Le président russe, Vladimir Putin, se rendra aux Émirats Arabes Unis et en Arabie Saoudite cette semaine, selon le média russe « Shot » qui a cité l’aide de Putin, Yuri Ushakov.

Cette visite signalée aux Emirats Arabes Unis et en Arabie Saoudite survient après que le groupe OPEP+ de producteurs de pétrole, comprenant ces trois pays, ait convenu, jeudi dernier, de réduire volontairement la production totale d’environ 2,2 millions de barils par jour. Les marchés ont réagi avec scepticisme à l’accord en raison de doutes quant à la mise en œuvre complète des réductions volontaires. Les prix du pétrole ont chuté de 2% la semaine dernière après l’annonce et ont encore baissé lundi. Le Brent brut a diminué de près de 0,6% pour s’établir à 78,45 dollars à 17h09 GMT. »

« La chiffre de 2,2 millions de barils par jour comprenait une extension des réductions volontaires existantes de l’Arabie Saoudite et de la Russie de 1,3 million de barils par jour. Le média russe « Shot » a cité Ushakov en disant que Putin se rendrait d’abord aux Émirats Arabes Unis, puis en Arabie Saoudite, où les négociations se dérouleraient principalement avec le prince héritier Mohammed ben Salmane. ‘J’espère que ces négociations seront très utiles, ce que nous considérons comme extrêmement important’, a déclaré Ushakov. Putin a rarement voyagé à l’étranger ces dernières années, se déplaçant principalement dans les États de l’ancienne Union Soviétique. Son dernier voyage en dehors de ces pays remonte à octobre dernier en Chine. »
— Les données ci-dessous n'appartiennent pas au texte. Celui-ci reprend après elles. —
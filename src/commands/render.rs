//! `render` subcommand: markdown to HTML

use crate::error::{ChatError, Result};
use crate::markdown;
use anyhow::Context;
use std::io::Read;
use std::path::Path;

/// Convert a markdown file (or stdin) to HTML on stdout
pub fn run_render(path: Option<&Path>) -> Result<()> {
    let input = match path {
        Some(path) => std::fs::read_to_string(path)
            .with_context(|| format!("Failed to read {}", path.display()))
            .map_err(|e| ChatError::Command(format!("{:#}", e)))?,
        None => {
            let mut buf = String::new();
            std::io::stdin()
                .read_to_string(&mut buf)
                .context("Failed to read stdin")?;
            buf
        }
    };

    tracing::debug!("Rendering {} bytes of markdown", input.len());
    println!("{}", markdown::render_html(&input));
    Ok(())
}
Outre la coopération au sein de l’OPEP+, Vladimir Putin est désireux de cultiver les États du Golfe dans le cadre de son initiative visant à construire des alliances mondiales avec des pays non occidentaux afin de démontrer ce qu’il affirme être l’échec des États-Unis d’Amérique et de ses alliés à isoler la Russie avec des sanctions liées à la guerre en Ukraine.

La capacité de Putin à voyager à l’étranger a été limitée en mars dernier lorsque la Cour pénale internationale (CPI) a émis un mandat d’arrêt à son encontre pour le rapatriement d’enfants ukrainiens en Russie, présenté comme un « crime de guerre ». La Russie a nié l’accusation et a qualifié la décision d’outrageante, mais a déclaré qu’elle était légalement nulle dans tous les cas, car la Russie n’est pas membre de la CPI.

Ni l’Arabie Saoudite ni les Émirats Arabes Unis ne sont membres de la cour non plus, donc Vladimir Putin peut se rendre dans ces deux pays sans craindre d’être arrêté en vertu du mandat d’arrêt de la CPI.